(WHAT IS BEING ASKED):
In the records that follow, the lines from the one containing "(_, KeyCode::Home) =>" to the one containing "(_, KeyCode::Enter) |", inclusive, are to be given again exactly.
───── RECORDS TO USE
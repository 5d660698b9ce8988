use std::fmt;

use serde::{Deserialize, Serialize};

/// Identifies the submission a task was created from
#[derive(Debug, Clone, Copy, PartialEq, Eq, PartialOrd, Ord, Hash, Serialize, Deserialize)]
pub struct GroupId(pub u64);

impl GroupId {
    /// The id handed to the first group of an empty store
    pub const FIRST: GroupId = GroupId(0);

    /// The id following this one
    pub fn next(self) -> GroupId {
        GroupId(self.0 + 1)
    }
}

impl fmt::Display for GroupId {
    fn fmt(&self, f: &mut fmt::Formatter<'_>) -> fmt::Result {
        write!(f, "g{}", self.0)
    }
}

/// A single checklist entry: one non-blank line of a submission
#[derive(Debug, Clone, PartialEq, Eq, Serialize, Deserialize)]
pub struct Task {
    /// Trimmed line text
    text: String,
    /// Done flag
    pub done: bool,
    /// Submission this task belongs to
    group_id: GroupId,
}

impl Task {
    /// Create a not-done task in the given group
    pub fn new(text: impl Into<String>, group_id: GroupId) -> Self {
        Task {
            text: text.into(),
            done: false,
            group_id,
        }
    }

    pub fn text(&self) -> &str {
        &self.text
    }

    pub fn group_id(&self) -> GroupId {
        self.group_id
    }

    /// The check mark shown after the text
    pub fn mark(&self) -> char {
        if self.done { '\u{2713}' } else { ' ' }
    }
}

#[cfg(test)]
mod tests {
    use super::*;

    #[test]
    fn new_task_is_not_done() {
        let task = Task::new("Buy milk", GroupId(3));
        assert!(!task.done);
        assert_eq!(task.text(), "Buy milk");
        assert_eq!(task.group_id(), GroupId(3));
        assert_eq!(task.mark(), ' ');
    }

    #[test]
    fn done_task_shows_check_mark() {
        let mut task = Task::new("Buy milk", GroupId::FIRST);
        task.done = true;
        assert_eq!(task.mark(), '\u{2713}');
    }

    #[test]
    fn group_ids_order_and_advance() {
        assert!(GroupId(1) < GroupId(2));
        assert_eq!(GroupId(4).next(), GroupId(5));
        assert_eq!(GroupId(7).to_string(), "g7");
    }
}
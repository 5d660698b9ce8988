use crossterm::event::{KeyCode, KeyEvent, KeyModifiers};

use crate::tui::app::{Action, App, Focus};

use super::*;

pub(super) fn handle_list(app: &mut App, key: KeyEvent) {
    if is_submit_key(&key) {
        app.perform(Action::Submit);
        return;
    }

    let shift = key.modifiers.contains(KeyModifiers::SHIFT);
    match (key.modifiers, key.code) {
        // Cursor and selection
        (_, KeyCode::Up) => app.move_cursor(-1, shift),
        (_, KeyCode::Down) => app.move_cursor(1, shift),
        (_, KeyCode::Char('k')) => app.move_cursor(-1, false),
        (_, KeyCode::Char('j')) => app.move_cursor(1, false),
        (_, KeyCode::PageUp) => app.move_cursor(-page(app), shift),
        (_, KeyCode::PageDown) => app.move_cursor(page(app), shift),
        (_, KeyCode::Home) => app.move_cursor(isize::MIN, shift),
        (_, KeyCode::End) => app.move_cursor(isize::MAX, shift),
        (_, KeyCode::Char(' ')) => app.toggle_row_selected(app.list.cursor),
        (_, KeyCode::Char('a')) => app.select_all(),
        (_, KeyCode::Esc) => app.clear_selection(),

        // Actions
        (_, KeyCode::Enter) | (_, KeyCode::Char('x')) => app.perform(Action::ToggleSelected),
        (_, KeyCode::Char('d')) | (_, KeyCode::Delete) => app.perform(Action::DeleteSelected),
        (_, KeyCode::Char('C')) => app.perform(Action::ClearAll),
        (_, KeyCode::Char('m')) | (_, KeyCode::Menu) => open_menu_at_cursor(app),
        (KeyModifiers::SHIFT, KeyCode::F(10)) => open_menu_at_cursor(app),

        // Focus, help, quit
        (_, KeyCode::Tab) | (_, KeyCode::BackTab) | (_, KeyCode::Char('i')) => {
            app.focus = Focus::Entry
        }
        (_, KeyCode::Char('?')) => app.show_help = true,
        (_, KeyCode::Char('q')) => app.should_quit = true,
        _ => {}
    }
}

/// Rows per page: the visible list height, at least one
fn page(app: &App) -> isize {
    app.hit.list.height.max(1) as isize
}

fn open_menu_at_cursor(app: &mut App) {
    let anchor = app.menu_anchor_for_cursor();
    app.open_menu(anchor);
}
──────────
(TASK ANSWER):
        (_, KeyCode::Home) => app.move_cursor(isize::MIN, shift),
        (_, KeyCode::End) => app.move_cursor(isize::MAX, shift),
        (_, KeyCode::Char(' ')) => app.toggle_row_selected(app.list.cursor),
        (_, KeyCode::Char('a')) => app.select_all(),
        (_, KeyCode::Esc) => app.clear_selection(),

        // Actions
        (_, KeyCode::Enter) | (_, KeyCode::Char('x')) => app.perform(Action::ToggleSelected),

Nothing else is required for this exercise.